Why you should vote to divest from fossil fuels

April 12, 2018, 5:00 a.m.

“In accordance with Stanford’s commitment to ethical investment, the University should divest its endowment from fossil fuel extraction companies in order to avert further environmental and social harm caused by climate change.”

 

Throughout this past winter quarter, members of Fossil Free Stanford collected over 1,000 student signatures in order to put the above amendment on the ballot in the current ASSU election. Now, we are writing to encourage you to vote in favor of fossil fuel divestment.

The evidence in favor of divestment is clear. Fossil fuel companies have known about their role in climate change since the 1980’s, and they actively suppress this information through funding climate denial. Additionally, not only will divestment not harm our endowment’s financial outcomes, but fossil fuel assets are demonstrably bad investments and threaten to be stranded assets in the future. For those who are interested in further understanding Stanford’s positioning in terms of divestment, we have written and published two FAQ sheets (link to #1 and link to #2), as well as this comprehensive report.

The tactic of divestment is twofold. On the structural level, divestment leverages Stanford’s institutional power to generate sufficient social pressure to create meaningful policy, as we have seen in Stanford’s divestments from coal, tobacco, and apartheid. On another level, divestment asserts the ethical position that investments have both moral weight and social significance. These two dynamics of divestment coexist and interface with one another–in investment, like many spheres of life, we cannot disentangle the pragmatic from the ethical. A perfect example of this dynamic at work at Stanford is one of the School of Earth, Energy, and Environmental Science’s largest sources of flexible funding: The Petroleum Investment Fund.

The Petroleum Investment Fund

In addition to Stanford’s $24.8 billion endowment, many additional funds exist. The School of Earth, Energy, and Environmental Science’s Petroleum Investment Fund (PIF) was founded in the 1950s by a group of Stanford alumni led by Harold Hoots, a prominent petroleum engineer, under the terms that the fund be invested in petroleum whenever possible. As of 2013, the fund had grown to $45 million—serving as one of the largest sources of flexible funding for Stanford Earth.

The PIF demonstrates that investments are never value neutral–the existence of the PIF itself serves as an ideological statement favoring the “desirability of investment in the fossil fuel industry.” To be sure, nobody in the 1950s knew the degree to which fossil fuel emissions were and are contributing to catastrophic global climate change. But today, this information is well known. In continuing to benefit from the PIF as an investor, Stanford Earth complicitly endorses the fossil fuel industry. Such an endorsement is hypocritical and antithetical to the school’s stated mission of “solv[ing] the enormous resource and environmental challenges facing the world.” And beyond passively benefitting from fossil fuel investments through the PIF, Stanford Earth continues to solicit donations for it. If the desire to create a ideologically-driven petroleum fund in the 50’s came from ignorance, its present-day perpetuation is reprehensible.

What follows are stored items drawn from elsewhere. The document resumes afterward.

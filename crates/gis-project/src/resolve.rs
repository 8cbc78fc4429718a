//! Base-path context for resource references.
//!
//! A decoded tree has no notion of where it came from. The host that read
//! the descriptor calls [`set_base_path`] once, and from then on every node
//! holding a relative reference resolves it against that directory. Nothing
//! is cached: absolute paths are computed from the stored slot on every call,
//! so a second `set_base_path` takes effect everywhere at once.

use std::path::{Path, PathBuf};

use crate::codec::primitives::{field_path, index_path};
use crate::model::{BoreholeData, Project, Properties, RecordSet, Unit, Units};
use crate::util::path::resolve_reference;

/// A node that resolves relative references against a base path.
pub trait Resolvable {
    /// Base path assigned by the last [`set_base_path`], if any.
    fn base_path(&self) -> Option<&Path>;

    /// Resolves `reference` against this node's base path.
    ///
    /// Returns `None` when `reference` is absent or empty.
    fn absolute(&self, reference: Option<&str>) -> Option<PathBuf> {
        resolve_reference(self.base_path(), reference)
    }
}

impl Resolvable for Project {
    fn base_path(&self) -> Option<&Path> {
        Project::base_path(self)
    }
}

macro_rules! resolvable {
    ($($ty:ty),*) => {
        $(impl Resolvable for $ty {
            fn base_path(&self) -> Option<&Path> {
                <$ty>::base_path(self)
            }
        })*
    };
}

resolvable!(RecordSet, Properties, BoreholeData, Unit);

/// Assigns `path` to the context slot of every node in the tree.
///
/// Visits the project, then for each recordset: the recordset, its
/// properties, its borehole data, the units under properties, the units on
/// the recordset, and the units of every data unit.
pub fn set_base_path(project: &mut Project, path: impl Into<PathBuf>) {
    let path = path.into();
    let mut slots = 0usize;
    for_each_slot(project, |slot| {
        *slot = Some(path.clone());
        slots += 1;
    });
    tracing::debug!(base = %path.display(), slots, "set base path");
}

/// Calls `f` on every context slot, in cascade order.
fn for_each_slot(project: &mut Project, mut f: impl FnMut(&mut Option<PathBuf>)) {
    f(&mut project.base_path);
    for rs in &mut project.recordsets {
        f(&mut rs.base_path);
        f(&mut rs.properties.base_path);
        if let Some(bh) = &mut rs.properties.bh_data {
            f(&mut bh.base_path);
        }
        let data_units = rs.data_units.iter_mut().map(|du| &mut du.units);
        for units in [&mut rs.properties.units, &mut rs.units].into_iter().chain(data_units) {
            for unit in units.values_mut() {
                f(&mut unit.base_path);
            }
        }
    }
}

/// One resource reference of a tree, resolved.
#[derive(Debug, Clone, PartialEq, Eq)]
pub struct ResolvedReference {
    /// JSON path of the node holding the reference.
    pub owner: String,
    /// Wire name of the reference field.
    pub field: &'static str,
    /// Absolute location.
    pub path: PathBuf,
}

/// Lists every non-empty reference in the tree, in cascade order.
pub fn resolved_references(project: &Project) -> Vec<ResolvedReference> {
    let mut out = Vec::new();
    let mut push = |owner: &str, field: &'static str, path: Option<PathBuf>| {
        if let Some(path) = path {
            out.push(ResolvedReference {
                owner: owner.to_string(),
                field,
                path,
            });
        }
    };

    for (i, rs) in project.recordsets.iter().enumerate() {
        let rs_path = index_path("recordsets", i);
        push(&rs_path, "source", rs.source_path());

        let props_path = field_path(&rs_path, "properties");
        push(&props_path, "dem", rs.properties.dem_path());
        push(&props_path, "image_folder", rs.properties.image_folder_path());
        if let Some(bh) = &rs.properties.bh_data {
            push(&field_path(&props_path, "bh-data"), "data-source", bh.data_source_path());
        }

        let mut unit_maps: Vec<(String, &Units)> = vec![
            (field_path(&props_path, "units"), &rs.properties.units),
            (field_path(&rs_path, "units"), &rs.units),
        ];
        for (j, du) in rs.data_units.iter().enumerate() {
            let du_path = index_path(&field_path(&rs_path, "data_units"), j);
            unit_maps.push((field_path(&du_path, "units"), &du.units));
        }
        for (map_path, units) in unit_maps {
            for (name, unit) in units {
                push(&field_path(&map_path, name), "texture-image", unit.texture_image_path());
            }
        }
    }
    out
}

impl Project {
    /// Every non-empty resource reference in the tree with its absolute path.
    ///
    /// See [`resolved_references`].
    pub fn resolved_references(&self) -> Vec<ResolvedReference> {
        resolved_references(self)
    }
}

The terms of the fund, as dictated by its founders, state that the PIF’s assets must be invested in petroleum-based companies whenever possible. However, in his “Gift to the Petroleum Investment Fund of Stanford University,” founder Harold Hoots wrote that the PIF would:

“be administered by said Board of Trustees in accordance with the terms and conditions herein stated insofar as said terms and conditions are not inconsistent with, contrary to, or violative of any of the general or specific rights, powers, limitations, restrictions and duties binding upon the said Board of Trustees or governing their actions and undertakings in administering the affairs and business of Stanford University.”

In other words, he established that the fund should be administered in accordance with any decision made by the Board of Trustees. So, if the Board decided that the University would no longer hold investments in the fossil fuel industry, they could also reallocate the Petroleum Investment Fund’s assets away from fossil fuels. Divestment by the university as a whole would allow divestment of the PIF.

SE3’s dependency on PIF is indicative of the danger in separating morals from pragmatics, and furthermore PIF is a symptom of larger structural problems with how the university manages investments. Thus, in order to address the problems posed by the PIF, we must address divestment by the university as a whole.

Undergraduate and graduate students need to show the Board of Trustees that they support divestment from fossil fuels by voting in favor of the ASSU divestment referendum. Voting is open on April 11th and April 12th.